I’m glad I remembered to remember… via a picture book.

And for young readers, I believe its message is an essential one not just to know factually, but to feel viscerally, always in the midst of life’s tumult.

Patrice Karst’s narrative, aided by Joanne Lew-Vriethoff’s warmly executed depiction of the power of love and its accessibility by the tug of an Invisible String is a great book to share with those young readers who may have anxiety separation or just need to know that love is a reality and a force for binding the world of all of us together.

Its opening is a scene that most parents and children can relate to; a thunder storm rumbles outside at night and the lightning flashes and crashes. The kids run into mom’s room. And, she is there alone. Is she a single parent? Is dad traveling? Is she a widow? It doesn’t matter. Mom is the one tasked with calming the kids.

 

“Don’t worry, you two! It’s just the storm making all that noise. Go back to bed.”

“We want to stay close to you,” said Jeremy.

“We’re scared!”

Mom said,

“You know we’re always together, no matter what.”

 

And here, mom lets them in on her belief, even though they question:

 

But, how can we be together when you’re out here and we’re in bed?” said Liza

 

“I was about your age when my mommy first told me about the Invisible String.”

 

Mom goes on to explain that “people who love each other are always connected by a very special string made of love.”

And even though “you can’t see it with your eyes, you can feel it with your heart, and know that you are connected to everyone you love.”

 

When you’re at school and you miss me, your love travels all the way along the string until I feel it tug on my heart.

 

Jasper the cat seems to have one too, and best friends as well.

It can reach the farthest depths of the ocean, on the tops of mountains, and even in the reaches of space and most importantly, it can even reach to Liza and Jeremy’s uncle in heaven.

 

Does the String go away when you’re mad at us?

 

“Never,” said Mom. “Love is stronger than anger, and as long as love is in your heart,

the String will always be there.

 

What a comforting message for young readers to hear in the midst of the rancor and rage running amok in the country of late.

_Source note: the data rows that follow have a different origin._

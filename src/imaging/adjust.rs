//! Photo adjustments with a studio-white guard
//!
//! The color chain mirrors CSS filter functions applied in order:
//! `brightness -> contrast -> saturate -> sepia`. Each step clamps to the
//! displayable range before the next one runs.

use crate::types::EditParameters;
use image::{Rgba, RgbaImage};

type Matrix3 = [[f32; 3]; 3];

fn saturate_matrix(s: f32) -> Matrix3 {
    [
        [0.213 + 0.787 * s, 0.715 - 0.715 * s, 0.072 - 0.072 * s],
        [0.213 - 0.213 * s, 0.715 + 0.285 * s, 0.072 - 0.072 * s],
        [0.213 - 0.213 * s, 0.715 - 0.715 * s, 0.072 + 0.928 * s],
    ]
}

fn sepia_matrix(amount: f32) -> Matrix3 {
    let k = 1.0 - amount.clamp(0.0, 1.0);
    [
        [0.393 + 0.607 * k, 0.769 - 0.769 * k, 0.189 - 0.189 * k],
        [0.349 - 0.349 * k, 0.686 + 0.314 * k, 0.168 - 0.168 * k],
        [0.272 - 0.272 * k, 0.534 - 0.534 * k, 0.131 + 0.869 * k],
    ]
}

fn apply_matrix(m: &Matrix3, rgb: [f32; 3]) -> [f32; 3] {
    let mut out = [0.0; 3];
    for (row, value) in m.iter().zip(out.iter_mut()) {
        *value = (row[0] * rgb[0] + row[1] * rgb[1] + row[2] * rgb[2]).clamp(0.0, 1.0);
    }
    out
}

/// Precomputed per-pixel color transform
#[derive(Debug, Clone, Copy)]
struct ColorChain {
    brightness: f32,
    contrast: f32,
    saturate: Matrix3,
    sepia: Matrix3,
}

impl ColorChain {
    fn new(params: &EditParameters) -> Self {
        Self {
            brightness: params.brightness / 100.0,
            contrast: params.contrast / 100.0,
            saturate: saturate_matrix(params.saturation / 100.0),
            sepia: sepia_matrix(params.warmth / 100.0),
        }
    }

    fn apply(&self, rgb: [u8; 3]) -> [u8; 3] {
        let mut c = rgb.map(|v| (f32::from(v) / 255.0 * self.brightness).clamp(0.0, 1.0));
        c = c.map(|v| ((v - 0.5) * self.contrast + 0.5).clamp(0.0, 1.0));
        c = apply_matrix(&self.saturate, c);
        c = apply_matrix(&self.sepia, c);
        c.map(|v| (v * 255.0).round() as u8)
    }
}

/// Apply edit parameters to a product photo
///
/// Pixels whose source channels are all at or above `protect_threshold` are
/// forced to opaque white so the studio background survives any adjustment.
/// Every output pixel is opaque. Parameters are clamped to their slider
/// ranges first.
#[must_use]
pub fn apply_adjustments(
    image: &RgbaImage,
    params: &EditParameters,
    protect_threshold: u8,
) -> RgbaImage {
    let params = params.clamped();
    let chain = ColorChain::new(&params);
    let identity = params.is_identity();

    let mut out = RgbaImage::new(image.width(), image.height());
    for (src, dst) in image.pixels().zip(out.pixels_mut()) {
        let [r, g, b, _] = src.0;
        *dst = if r >= protect_threshold && g >= protect_threshold && b >= protect_threshold {
            Rgba([255, 255, 255, 255])
        } else if identity {
            Rgba([r, g, b, 255])
        } else {
            let [r, g, b] = chain.apply([r, g, b]);
            Rgba([r, g, b, 255])
        };
    }
    out
}

#[cfg(test)]
mod tests {
    use super::*;

    fn single(rgb: [u8; 3], params: &EditParameters) -> [u8; 4] {
        let img = RgbaImage::from_pixel(1, 1, Rgba([rgb[0], rgb[1], rgb[2], 255]));
        apply_adjustments(&img, params, 235).get_pixel(0, 0).0
    }

    #[test]
    fn test_identity_is_lossless() {
        assert_eq!(single([12, 130, 77], &EditParameters::default()), [12, 130, 77, 255]);
    }

    #[test]
    fn test_near_white_source_stays_white() {
        let params = EditParameters {
            brightness: 60.0,
            warmth: 100.0,
            ..EditParameters::default()
        };
        assert_eq!(single([236, 240, 250], &params), [255, 255, 255, 255]);
        // one channel below the guard goes through the filters
        assert_ne!(single([234, 240, 250], &params), [255, 255, 255, 255]);
    }

    #[test]
    fn test_brightness_and_saturation() {
        let brighter = EditParameters {
            brightness: 150.0,
            ..EditParameters::default()
        };
        assert_eq!(single([100, 100, 100], &brighter), [150, 150, 150, 255]);

        let gray = EditParameters {
            saturation: 0.0,
            ..EditParameters::default()
        };
        let [r, g, b, _] = single([200, 30, 30], &gray);
        assert!(r.abs_diff(g) <= 1 && g.abs_diff(b) <= 1);
    }

    #[test]
    fn test_full_warmth_matches_sepia() {
        let warm = EditParameters {
            warmth: 100.0,
            ..EditParameters::default()
        };
        let [r, g, b, _] = single([100, 100, 100], &warm);
        assert!(r > g && g > b);
    }

    #[test]
    fn test_output_is_opaque() {
        let img = RgbaImage::from_pixel(3, 3, Rgba([50, 60, 70, 0]));
        let out = apply_adjustments(&img, &EditParameters::default(), 235);
        assert!(out.pixels().all(|p| p[3] == 255));
    }
}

And, even as young readers get older and can’t agree with parents on what movies to watch, what games to play, what time to go to bed and all the rest of the teenage angst producing divisions between parent and child, if real and true, the String of love continues.

And somehow, deep inside, the children in “The Invisible String” can see, on some level, love is the energy that binds us and that, in some sense we are not alone.

Here are some reviews of the picture book called “The Invisible String” by Patrice Karst with illustrations by Joanne Lew-Vriethoff :

 

“Delivers a particularly compelling message in today’s uncertain times that though we may be separated from the ones we care for, love is the unending connection that binds us all.”

                                                 The American Academy of Pediatrics

 

Children of all ages (and yes, adults too!) feel a great sense of peace and joy realizing that we are all connected to the ones we love through the Invisible String.”

                              The National Association of School Psychologists

 

“A wonderful way of describing that while someone dies, love never dies.”

                                                                       The Washington Post

 

Maybe a quote from “The Little Prince” by Antoine de Saint-Exupery said it another way… and best:

 

“It is only with the heart that one can see rightly; what is essential is invisible to the eye.”